# Midwest Cigar Summit ROCKED



## CHRIS7891011 (Apr 1, 2007)

Luke and his posse put on a great event. Honestly this was probably one of the more fun events I've ever been to. There was great food, great people, great JD and some GREAT new cigars.

If you are even anywhere close to the midwest region, you have got to make it to next year's summit. There's just no way around it. 

Here's some pictures!


----------



## Habana-cl (Nov 7, 2007)

SWEET Pictures. Thanks for posting them Chris. Great to see you and Megan again. We for sure need to ge together again before you head back to California. Yes guys and gals you need to plan to attend next year. Flint


----------



## Redbeard (Aug 7, 2006)

[email protected]!!! looks like a good time there  was there a big turn out?


----------



## ct2eng (Jun 17, 2008)

Very nice thanks for the pics


----------



## eggwhites (Apr 20, 2008)

Looks like a great time.


----------



## DOZER (Sep 30, 2007)

Great pics! Looks like a great time.


----------



## CHRIS7891011 (Apr 1, 2007)

redbeard said:


> [email protected]!!! looks like a good time there  was there a big turn out?


Pretty big.

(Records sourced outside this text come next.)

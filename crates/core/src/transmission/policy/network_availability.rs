use std::sync::{Arc, Weak};

use super::{update, PolicyCapacities, TransmissionPolicy, PAUSED};
use crate::{
    config::GlobalExecutor,
    diagnostics::DiagnosticEvent,
    platform::NetworkStatus,
    transmission::{transmitter::Capacities, Transmitter},
};

const NAME: &str = "network-availability";

/// Pauses sending and buffering while the host is offline.
pub struct NetworkAvailabilityPolicy {
    network: Arc<dyn NetworkStatus>,
    capacities: PolicyCapacities,
}

impl NetworkAvailabilityPolicy {
    pub fn new(network: Arc<dyn NetworkStatus>) -> Self {
        Self {
            network,
            capacities: PolicyCapacities::default(),
        }
    }

    fn evaluate(&self, transmitter: &Transmitter) {
        let available = match self.network.is_available() {
            Ok(available) => available,
            Err(error) => {
                transmitter
                    .diagnostics()
                    .report(DiagnosticEvent::NetworkProbeFailed {
                        error: format!("{error:#}"),
                    });
                true
            }
        };
        let capacities = if available {
            Capacities::UNCONSTRAINED
        } else {
            PAUSED
        };
        update(transmitter, NAME, &self.capacities, capacities);
    }
}

impl TransmissionPolicy for NetworkAvailabilityPolicy {
    fn name(&self) -> &'static str {
        NAME
    }

    fn capacities(&self) -> Capacities {
        self.capacities.get()
    }

    fn initialize(self: Arc<Self>, transmitter: &Arc<Transmitter>) {
        let changes = self.network.subscribe();
        self.evaluate(transmitter);

        let Some(mut changes) = changes else {
            return;
        };
        let policy: Weak<Self> = Arc::downgrade(&self);
        let transmitter = Arc::downgrade(transmitter);
        GlobalExecutor::spawn(async move {
            while changes.changed().await.is_ok() {
                let (Some(policy), Some(transmitter)) = (policy.upgrade(), transmitter.upgrade())
                else {
                    break;
                };
                let evaluated =
                    GlobalExecutor::spawn_blocking(move || policy.evaluate(&transmitter));
                if let Err(error) = evaluated.await {
                    tracing::error!(%error, "Network availability evaluation failed");
                }
            }
        });
    }
}
//! Structured diagnostics for the delivery pipeline.
//!
//! Components never log free text about their decisions; they report a
//! [`DiagnosticEvent`] to the [`DiagnosticsSink`] they were constructed with.
//! The default sink, [`TracingDiagnostics`], forwards every event to `tracing`
//! with typed fields, so host applications see them through their usual
//! subscriber. Tests plug in a recording sink instead.

use std::{path::PathBuf, sync::Arc, time::Duration};

use crate::transmission::TransmissionId;

#[derive(Debug, Clone, PartialEq)]
pub enum DiagnosticEvent {
    ItemDroppedBacklogFull {
        backlog_size: usize,
    },
    TransmissionSendStarted {
        id: TransmissionId,
    },
    TransmissionSent {
        id: TransmissionId,
        status: u16,
    },
    TransmissionSendFailed {
        id: TransmissionId,
        error: String,
    },
    TransmissionDropped {
        id: TransmissionId,
        bytes: usize,
    },
    TransmissionPolicyCapacityChanged {
        policy: &'static str,
        sender: Option<usize>,
        buffer: Option<usize>,
        storage: Option<u64>,
    },
    BackoffEnabled {
        status: u16,
        delay: Duration,
    },
    BackoffDisabled,
    BackoffRetryAfterUnparsable {
        value: String,
    },
    StorageUnavailable,
    StorageFull {
        capacity: u64,
        size: u64,
    },
    StorageWriteFailed {
        error: String,
    },
    StorageReadFailed {
        path: PathBuf,
        error: String,
    },
    StorageFileCorrupt {
        path: PathBuf,
        error: String,
    },
    StorageFileExpired {
        path: PathBuf,
    },
    PartialSuccessUnexpectedIndex {
        index: i64,
        batch_len: usize,
    },
    PolicyFailure {
        policy: &'static str,
        error: String,
    },
    NetworkProbeFailed {
        error: String,
    },
    SamplingPercentageChanged {
        from: f64,
        to: f64,
    },
    ItemSampledOut {
        percentage: f64,
    },
}

impl DiagnosticEvent {
    pub fn name(&self) -> &'static str {
        match self {
            DiagnosticEvent::ItemDroppedBacklogFull { .. } => "item_dropped_backlog_full",
            DiagnosticEvent::TransmissionSendStarted { .. } => "transmission_send_started",
            DiagnosticEvent::TransmissionSent { .. } => "transmission_sent",
            DiagnosticEvent::TransmissionSendFailed { .. } => "transmission_send_failed",
            DiagnosticEvent::TransmissionDropped { .. } => "transmission_dropped",
            DiagnosticEvent::TransmissionPolicyCapacityChanged { .. } => {
                "transmission_policy_capacity_changed"
            }
            DiagnosticEvent::BackoffEnabled { .. } => "backoff_enabled",
            DiagnosticEvent::BackoffDisabled => "backoff_disabled",
            DiagnosticEvent::BackoffRetryAfterUnparsable { .. } => "backoff_retry_after_unparsable",
            DiagnosticEvent::StorageUnavailable => "storage_unavailable",
            DiagnosticEvent::StorageFull { .. } => "storage_full",
            DiagnosticEvent::StorageWriteFailed { .. } => "storage_write_failed",
            DiagnosticEvent::StorageReadFailed { .. } => "storage_read_failed",
            DiagnosticEvent::StorageFileCorrupt { .. } => "storage_file_corrupt",
            DiagnosticEvent::StorageFileExpired { .. } => "storage_file_expired",
            DiagnosticEvent::PartialSuccessUnexpectedIndex { .. } => {
                "partial_success_unexpected_index"
            }
            DiagnosticEvent::PolicyFailure { .. } => "policy_failure",
            DiagnosticEvent::NetworkProbeFailed { .. } => "network_probe_failed",
            DiagnosticEvent::SamplingPercentageChanged { .. } => "sampling_percentage_changed",
            DiagnosticEvent::ItemSampledOut { .. } => "item_sampled_out",
        }
    }
}

pub trait DiagnosticsSink: Send + Sync {
    fn report(&self, event: DiagnosticEvent);
}

pub type SharedDiagnostics = Arc<dyn DiagnosticsSink>;

/// Forwards diagnostic events to `tracing`.
#[derive(Debug, Clone, Copy, Default)]
pub struct TracingDiagnostics;

impl TracingDiagnostics {
    pub fn shared() -> SharedDiagnostics {
        Arc::new(TracingDiagnostics)
    }
}

impl DiagnosticsSink for TracingDiagnostics {
    fn report(&self, event: DiagnosticEvent) {
        let event_name = event.name();
        match event {
            DiagnosticEvent::ItemDroppedBacklogFull { backlog_size } => {
                tracing::warn!(event_name, backlog_size, "Telemetry item dropped, backlog is full");
            }
            DiagnosticEvent::TransmissionSendStarted { id } => {
                tracing::trace!(event_name, %id, "Transmission send started");
            }
            DiagnosticEvent::TransmissionSent { id, status } => {
                tracing::debug!(event_name, %id, status, "Transmission sent");
            }
            DiagnosticEvent::TransmissionSendFailed { id, error } => {
                tracing::warn!(event_name, %id, %error, "Transmission send failed");
            }
            DiagnosticEvent::TransmissionDropped { id, bytes } => {
                tracing::warn!(event_name, %id, bytes, "Transmission dropped, no stage had capacity");
            }
            DiagnosticEvent::TransmissionPolicyCapacityChanged {
                policy,
                sender,
                buffer,
                storage,
            } => {
                tracing::info!(
                    event_name,
                    policy,
                    ?sender,
                    ?buffer,
                    ?storage,
                    "Transmission policy changed capacity"
                );
            }
            DiagnosticEvent::BackoffEnabled { status, delay } => {
                tracing::warn!(
                    event_name,
                    status,
                    delay_secs = delay.as_secs(),
                    "Exponential backoff enabled"
                );
            }
            DiagnosticEvent::BackoffDisabled => {
                tracing::info!(event_name, "Exponential backoff disabled");
            }
            DiagnosticEvent::BackoffRetryAfterUnparsable { value } => {
                tracing::debug!(event_name, %value, "Ignoring unparsable Retry-After header");
            }
            DiagnosticEvent::StorageUnavailable => {
                tracing::warn!(event_name, "Transmission storage folder is unavailable");
            }
            DiagnosticEvent::StorageFull { capacity, size } => {
                tracing::debug!(event_name, capacity, size, "Transmission storage is full");
            }
            DiagnosticEvent::StorageWriteFailed { error } => {
                tracing::warn!(event_name, %error, "Failed to persist transmission");
            }
            DiagnosticEvent::StorageReadFailed { path, error } => {
                tracing::warn!(event_name, ?path, %error, "Failed reading transmission file, kept for a later attempt");
            }
            DiagnosticEvent::StorageFileCorrupt { path, error } => {
                tracing::warn!(event_name, ?path, %error, "Deleted unreadable transmission file");
            }
            DiagnosticEvent::StorageFileExpired { path } => {
                tracing::info!(event_name, ?path, "Deleted expired transmission file");
            }
            DiagnosticEvent::PartialSuccessUnexpectedIndex { index, batch_len } => {
                tracing::warn!(
                    event_name,
                    index,
                    batch_len,
                    "Partial success response references an item outside the batch"
                );
            }
            DiagnosticEvent::PolicyFailure { policy, error } => {
                tracing::error!(event_name, policy, %error, "Transmission policy failed");
            }
            DiagnosticEvent::NetworkProbeFailed { error } => {
                tracing::warn!(
                    event_name,
                    %error,
                    "Network availability probe failed, assuming the network is available"
                );
            }
            DiagnosticEvent::SamplingPercentageChanged { from, to } => {
                tracing::info!(event_name, from, to, "Sampling percentage changed");
            }
            DiagnosticEvent::ItemSampledOut { percentage } => {
                tracing::trace!(event_name, percentage, "Telemetry item sampled out");
            }
        }
    }
}

#[cfg(feature = "trace")]
pub use tracer::init_tracer;

#[cfg(feature = "trace")]
pub mod tracer {
    use tracing::level_filters::LevelFilter;
    use tracing_subscriber::{layer::SubscriberExt, Layer, Registry};

    /// Installs a global `tracing` subscriber for host applications that do
    /// not configure their own.
    ///
    /// `RUST_LOG` overrides `level`; `TELEMETRY_CHANNEL_LOG_FORMAT=json`
    /// switches to JSON output.
    pub fn init_tracer(level: Option<LevelFilter>) -> anyhow::Result<()> {
        let default_filter = if cfg!(any(test, debug_assertions)) {
            LevelFilter::DEBUG
        } else {
            LevelFilter::INFO
        };
        let default_filter = level.unwrap_or(default_filter);
        let filter_layer = tracing_subscriber::EnvFilter::builder()
            .with_default_directive(default_filter.into())
            .from_env_lossy()
            .add_directive("hyper=warn".parse()?)
            .add_directive("reqwest=warn".parse()?);

        let use_json = std::env::var("TELEMETRY_CHANNEL_LOG_FORMAT")
            .map(|v| v.to_lowercase() == "json")
            .unwrap_or(false);

        let fmt_layer = if use_json {
            tracing_subscriber::fmt::layer()
                .with_level(true)
                .json()
                .with_file(cfg!(any(test, debug_assertions)))
                .with_line_number(cfg!(any(test, debug_assertions)))
                .boxed()
        } else {
            tracing_subscriber::fmt::layer()
                .with_level(true)
                .pretty()
                .with_file(cfg!(any(test, debug_assertions)))
                .with_line_number(cfg!(any(test, debug_assertions)))
                .boxed()
        };

        let subscriber = Registry::default().with(fmt_layer.with_filter(filter_layer));
        tracing::subscriber::set_global_default(subscriber)?;
        Ok(())
    }
}

#[cfg(test)]
pub(crate) mod test {
    use parking_lot::Mutex;

    use super::*;

    /// Keeps every reported event for later assertions.
    #[derive(Default)]
    pub(crate) struct RecordingDiagnostics {
        events: Mutex<Vec<DiagnosticEvent>>,
    }

    impl RecordingDiagnostics {
        pub fn shared() -> Arc<Self> {
            Arc::new(Self::default())
        }

        pub fn events(&self) -> Vec<DiagnosticEvent> {
            self.events.lock().clone()
        }

        pub fn count(&self, name: &str) -> usize {
            self.events.lock().iter().filter(|e| e.name() == name).count()
        }
    }

    impl DiagnosticsSink for RecordingDiagnostics {
        fn report(&self, event: DiagnosticEvent) {
            self.events.lock().push(event);
        }
    }

    #[test]
    fn test_event_names_are_stable() {
        assert_eq!(DiagnosticEvent::BackoffDisabled.name(), "backoff_disabled");
        assert_eq!(
            DiagnosticEvent::StorageFull {
                capacity: 1,
                size: 2
            }
            .name(),
            "storage_full"
        );
    }

    #[test]
    fn test_recording_sink_counts_by_name() {
        let sink = RecordingDiagnostics::shared();
        sink.report(DiagnosticEvent::StorageUnavailable);
        sink.report(DiagnosticEvent::StorageUnavailable);
        sink.report(DiagnosticEvent::BackoffDisabled);
        assert_eq!(sink.count("storage_unavailable"), 2);
        assert_eq!(sink.events().len(), 3);
    }

    #[test]
    fn test_tracing_sink_accepts_every_event() {
        let sink = TracingDiagnostics;
        sink.report(DiagnosticEvent::BackoffEnabled {
            status: 503,
            delay: Duration::from_secs(10),
        });
        sink.report(DiagnosticEvent::PolicyFailure {
            policy: "network-availability",
            error: "boom".into(),
        });
    }
}
use std::time::Instant;

#[cfg(test)]
use std::{sync::Arc, time::Duration};

pub trait TimeSource: Send + Sync {
    fn now(&self) -> Instant;
}

/// A simple time source that returns the current time using `Instant::now()`.
#[derive(Clone, Copy, Default)]
pub struct InstantTimeSrc(());

impl InstantTimeSrc {
    pub fn new() -> Self {
        InstantTimeSrc(())
    }
}

impl TimeSource for InstantTimeSrc {
    fn now(&self) -> Instant {
        Instant::now()
    }
}

/// A manually advanced clock. Clones share the same current instant, so a
/// test can keep one handle and hand another to the component under test.
#[cfg(test)]
#[derive(Clone)]
pub struct MockTimeSource {
    current_instant: Arc<parking_lot::Mutex<Instant>>,
}

#[cfg(test)]
impl MockTimeSource {
    pub fn new(start_instant: Instant) -> Self {
        MockTimeSource {
            current_instant: Arc::new(parking_lot::Mutex::new(start_instant)),
        }
    }

    pub fn advance_time(&self, duration: Duration) {
        *self.current_instant.lock() += duration;
    }
}

#[cfg(test)]
impl TimeSource for MockTimeSource {
    fn now(&self) -> Instant {
        *self.current_instant.lock()
    }
}
use std::sync::Arc;

use super::{update_blocking, PolicyCapacities, TransmissionPolicy, PAUSED};
use crate::{
    platform::ApplicationLifecycle,
    transmission::{transmitter::Capacities, Transmitter},
};

const NAME: &str = "application-lifecycle";

/// Stops sending and buffering once the application is stopping, so that
/// whatever is still pending is persisted instead of lost with the process.
pub struct ApplicationLifecyclePolicy {
    lifecycle: Arc<ApplicationLifecycle>,
    capacities: Arc<PolicyCapacities>,
}

impl ApplicationLifecyclePolicy {
    pub fn new(lifecycle: Arc<ApplicationLifecycle>) -> Self {
        Self {
            lifecycle,
            capacities: Arc::new(PolicyCapacities::default()),
        }
    }
}

impl TransmissionPolicy for ApplicationLifecyclePolicy {
    fn name(&self) -> &'static str {
        NAME
    }

    fn capacities(&self) -> Capacities {
        self.capacities.get()
    }

    fn initialize(self: Arc<Self>, transmitter: &Arc<Transmitter>) {
        let capacities = self.capacities.clone();
        let transmitter = Arc::downgrade(transmitter);
        self.lifecycle.on_stopping(move || async move {
            if let Some(transmitter) = transmitter.upgrade() {
                update_blocking(transmitter, NAME, capacities, PAUSED).await;
            }
        });
    }
}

It looked like about 150 people walked through the entrance throughout the day. Luke should have a final count sometime soon.

Chris


----------



## amateurke (Mar 28, 2008)

Great pics Chris!! Looks like a great time!!


----------



## LkyLindy (Feb 1, 2008)

Now thats what I'm talkin about


----------



## Paint (Mar 1, 2008)

Now thats a great time for sure!!.


----------



## MonkeyDan (Aug 3, 2007)

It was a lot of fun. Thanks to Big Luke and his dad for putting this event togeher. It took a ton of hard work. Thanks Big Guy!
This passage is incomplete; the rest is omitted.